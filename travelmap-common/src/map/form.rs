//! Travel form: raw user input collected into a submission payload

use crate::models::{BudgetStyle, CompanionType, OneOrMany, RatingValue, RecordSubmission};
use crate::{Error, Result};

/// Raw form state for a new trip entry
///
/// Mirrors the add-record form: free-text fields stay strings until the
/// ingestion boundary normalizes them. `daily_entries` holds one
/// description per day; `uploaded_image_urls` are the stored-object URLs
/// returned by the upload endpoint before submission.
#[derive(Debug, Clone, Default)]
pub struct TravelForm {
    pub name: String,
    pub start_date: String,
    pub end_date: String,
    pub destination: String,
    pub accommodation: String,
    pub rating: String,
    pub highlights: String,
    pub companion_type: CompanionType,
    pub budget_style: BudgetStyle,
    pub memorable_food: String,
    pub deepest_impression_spot: String,
    pub travel_tips: String,
    pub keyword_tags: Vec<String>,
    pub daily_entries: Vec<String>,
    pub uploaded_image_urls: Vec<String>,
}

impl TravelForm {
    /// Produce the submission payload, or an error naming the missing
    /// required fields
    pub fn build(&self) -> Result<RecordSubmission> {
        if self.name.trim().is_empty()
            || self.start_date.trim().is_empty()
            || self.destination.trim().is_empty()
        {
            return Err(Error::InvalidInput(
                "Please fill in required fields: Name, Start Date, Destination.".to_string(),
            ));
        }

        Ok(RecordSubmission {
            name: self.name.clone(),
            start_date: self.start_date.clone(),
            end_date: non_empty(&self.end_date),
            destination_name: self.destination.clone(),
            accommodation: non_empty(&self.accommodation),
            rating: non_empty(&self.rating).map(RatingValue::Text),
            highlights: non_empty(&self.highlights),
            companion_type: Some(self.companion_type.as_str().to_string()),
            budget_style: Some(self.budget_style.as_str().to_string()),
            memorable_food: non_empty(&self.memorable_food),
            deepest_impression_spot: non_empty(&self.deepest_impression_spot),
            travel_tips: non_empty(&self.travel_tips),
            keyword_tags: Some(OneOrMany::Many(self.keyword_tags.clone())),
            daily_brief_itinerary: non_empty(&self.combined_itinerary()),
            uploaded_images: Some(OneOrMany::Many(self.uploaded_image_urls.clone())),
        })
    }

    /// Join non-empty day entries as "Day N: {text}" paragraphs
    fn combined_itinerary(&self) -> String {
        self.daily_entries
            .iter()
            .enumerate()
            .filter(|(_, entry)| !entry.trim().is_empty())
            .map(|(i, entry)| format!("Day {}: {}", i + 1, entry.trim()))
            .collect::<Vec<_>>()
            .join("\n\n")
    }
}

fn non_empty(value: &str) -> Option<String> {
    let trimmed = value.trim();
    if trimmed.is_empty() {
        None
    } else {
        Some(trimmed.to_string())
    }
}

# Work item
Every line of the data above is to be copied out exactly.

# Solution for this exercise
filename travelmap-common/src/map/form.rs
//! Travel form: raw user input collected into a submission payload

use crate::models::{BudgetStyle, CompanionType, OneOrMany, RatingValue, RecordSubmission};
use crate::{Error, Result};

/// Raw form state for a new trip entry
///
/// Mirrors the add-record form: free-text fields stay strings until the
/// ingestion boundary normalizes them. `daily_entries` holds one
/// description per day; `uploaded_image_urls` are the stored-object URLs
/// returned by the upload endpoint before submission.
#[derive(Debug, Clone, Default)]
pub struct TravelForm {
    pub name: String,
    pub start_date: String,
    pub end_date: String,
    pub destination: String,
    pub accommodation: String,
    pub rating: String,
    pub highlights: String,
    pub companion_type: CompanionType,
    pub budget_style: BudgetStyle,
    pub memorable_food: String,
    pub deepest_impression_spot: String,
    pub travel_tips: String,
    pub keyword_tags: Vec<String>,
    pub daily_entries: Vec<String>,
    pub uploaded_image_urls: Vec<String>,
}

impl TravelForm {
    /// Produce the submission payload, or an error naming the missing
    /// required fields
    pub fn build(&self) -> Result<RecordSubmission> {
        if self.name.trim().is_empty()
            || self.start_date.trim().is_empty()
            || self.destination.trim().is_empty()
        {
            return Err(Error::InvalidInput(
                "Please fill in required fields: Name, Start Date, Destination.".to_string(),
            ));
        }

        Ok(RecordSubmission {
            name: self.name.clone(),
            start_date: self.start_date.clone(),
            end_date: non_empty(&self.end_date),
            destination_name: self.destination.clone(),
            accommodation: non_empty(&self.accommodation),
            rating: non_empty(&self.rating).map(RatingValue::Text),
            highlights: non_empty(&self.highlights),
            companion_type: Some(self.companion_type.as_str().to_string()),
            budget_style: Some(self.budget_style.as_str().to_string()),
            memorable_food: non_empty(&self.memorable_food),
            deepest_impression_spot: non_empty(&self.deepest_impression_spot),
            travel_tips: non_empty(&self.travel_tips),
            keyword_tags: Some(OneOrMany::Many(self.keyword_tags.clone())),
            daily_brief_itinerary: non_empty(&self.combined_itinerary()),
            uploaded_images: Some(OneOrMany::Many(self.uploaded_image_urls.clone())),
        })
    }

    /// Join non-empty day entries as "Day N: {text}" paragraphs
    fn combined_itinerary(&self) -> String {
        self.daily_entries
            .iter()
            .enumerate()
            .filter(|(_, entry)| !entry.trim().is_empty())
            .map(|(i, entry)| format!("Day {}: {}", i + 1, entry.trim()))
            .collect::<Vec<_>>()
            .join("\n\n")
    }
}

fn non_empty(value: &str) -> Option<String> {
    let trimmed = value.trim();
    if trimmed.is_empty() {
        None
    } else {
        Some(trimmed.to_string())
    }
}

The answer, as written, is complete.